Crítica – MILES DAVIS QUINTET “Live in Europe 1967”

por

Género: Jazz.

Sello: Sony Music.

PUNTUACIÓN: 9

 

Donde terminaba la fantástica entrega de títulos como “Seven steps to heaven” o “Miles in Tokyo”, publicados hace cinco años, comienza la de esta primera referencia de una serie que, con el nombre “Best of Bootleg”, se presume tan larga como la de Bob Dylan. Y es que en el año que se hubieran cumplido ochenta y cinco desde su nacimiento, siguen apareciendo grabaciones históricas de un jazzista que se adelantó a su tiempo. “Live in Europe 1967” recorre en vivo, en escenarios belgas y franceses, el repertorio que entregó el famoso segundo quinteto de Miles Davis a la fonográfica Columbia en la década de los 60. Estas grabaciones suministraron al trompetista la categoría de leyenda. Y lo mismo hicieron con los componentes del grupo. Wayne Shorter, Herbie Hancock, Tony Williams y Ron Carter. El resto es historia.

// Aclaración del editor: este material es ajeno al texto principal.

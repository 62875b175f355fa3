//! Caller-owned process list.
//!
//! The table keeps processes in submission order. Submission order is
//! what breaks arrival-time ties, and it also fixes each process's
//! chart colour, so the table never reorders itself.

use serde::{Deserialize, Serialize};

use super::{Process, ScheduleResult};
use crate::error::ScheduleError;
use crate::scheduler::FcfsScheduler;
use crate::validation::{parse_process, validate_process, ValidationError};

/// An ordered, validated list of processes.
#[derive(Debug, Clone, Default, PartialEq, Eq, Serialize, Deserialize)]
#[serde(transparent)]
pub struct ProcessTable {
    processes: Vec<Process>,
}

impl ProcessTable {
    /// Creates an empty table.
    pub fn new() -> Self {
        Self::default()
    }

    /// Appends a process after validating it.
    ///
    /// On error the table is left unchanged.
    pub fn add(&mut self, process: Process) -> Result<(), ValidationError> {
        validate_process(&process)?;
        self.processes.push(process);
        Ok(())
    }

    /// Parses raw form fields and appends the process.
    ///
    /// On error the table is left unchanged.
    pub fn add_raw(&mut self, id: &str, arrival: &str, burst: &str) -> Result<(), ValidationError> {
        let process = parse_process(id, arrival, burst)?;
        self.processes.push(process);
        Ok(())
    }

    /// Removes the process at `index`.
    ///
    /// Returns `None` if the index is out of range.
    pub fn remove(&mut self, index: usize) -> Option<Process> {
        (index < self.processes.len()).then(|| self.processes.remove(index))
    }

    /// Removes every process.
    pub fn clear(&mut self) {
        self.processes.clear();
    }

    /// Number of processes.
    pub fn len(&self) -> usize {
        self.processes.len()
    }

    /// Whether the table has no processes.
    pub fn is_empty(&self) -> bool {
        self.processes.is_empty()
    }

    /// Process at `index` in submission order.
    pub fn get(&self, index: usize) -> Option<&Process> {
        self.processes.get(index)
    }

    /// Iterates in submission order.
    pub fn iter(&self) -> std::slice::Iter<'_, Process> {
        self.processes.iter()
    }

    /// Processes in submission order.
    pub fn as_slice(&self) -> &[Process] {
        &self.processes
    }

    /// Position of a process in submission order.
    pub fn position(&self, id: &str) -> Option<usize> {
        self.processes.iter().position(|p| p.id == id)
    }

    /// Schedules the current contents with a default scheduler.
    ///
    /// The table itself is not reordered.
    pub fn schedule(&self) -> Result<ScheduleResult, ScheduleError> {
        FcfsScheduler::new().schedule(&self.processes)
    }
}

impl<'a> IntoIterator for &'a ProcessTable {
    type Item = &'a Process;
    type IntoIter = std::slice::Iter<'a, Process>;

    fn into_iter(self) -> Self::IntoIter {
        self.processes.iter()
    }
}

Para entenderla bien, bueno es situarse adecuadamente en el contexto social adecuado. La escalada sangrienta en Vietnam proseguía, inexorable, su paso, Cassius Clay –que ya se hacía llamar Muhamad Ali- era desposeído de su título de campeón de los pesos pesados de boxeo por negarse a ir a aquella guerra, y el sueño contracultural ganaba adeptos en San Francisco, forjando una imagen de rebeldía juvenil a la que Miles ya se había sumado hacía tiempo. Para entonces, definitivamente rehabilitado de su adicción a las drogas, el trompetista llevaba años en la cima de su creatividad, había entrado en el núcleo del mainstream económico estadounidense y se había incorporado al catálogo de gustos principales de la población.

Las colas para ver sus conciertos eran largas y la aceptación crítica carecía de precedentes. George Wein, el famoso empresario de conciertos, dijo refiriéndose a su banda: “Este quinteto no es de este mundo; sencillamente, se adelanta a su tiempo”. Así las cosas, el resultado del disco solo puede ser un prodigioso homenaje a la libertad sonora, a la capacidad de cada uno de estos músicos para adaptarse a una música hecha sobre el terreno. Los micrófonos lo capturan todo. “On Green Dolphin Street” y “Round Midnight” son lo más parecido a un diario íntimo que se abre de par en par, y en “Footsprints” y “Masqualero”, Davis y Shorter se pasean por el cielo. Y hiela de pasmo la belleza de «Gingerbread boy”. En este disco, la historia de Miles Davis, el hombre que jamás dio puntada musical que no fuese en hilo de oro, sigue estando viva. Una alegoría inagotable acerca de la superación humana. Un lujo.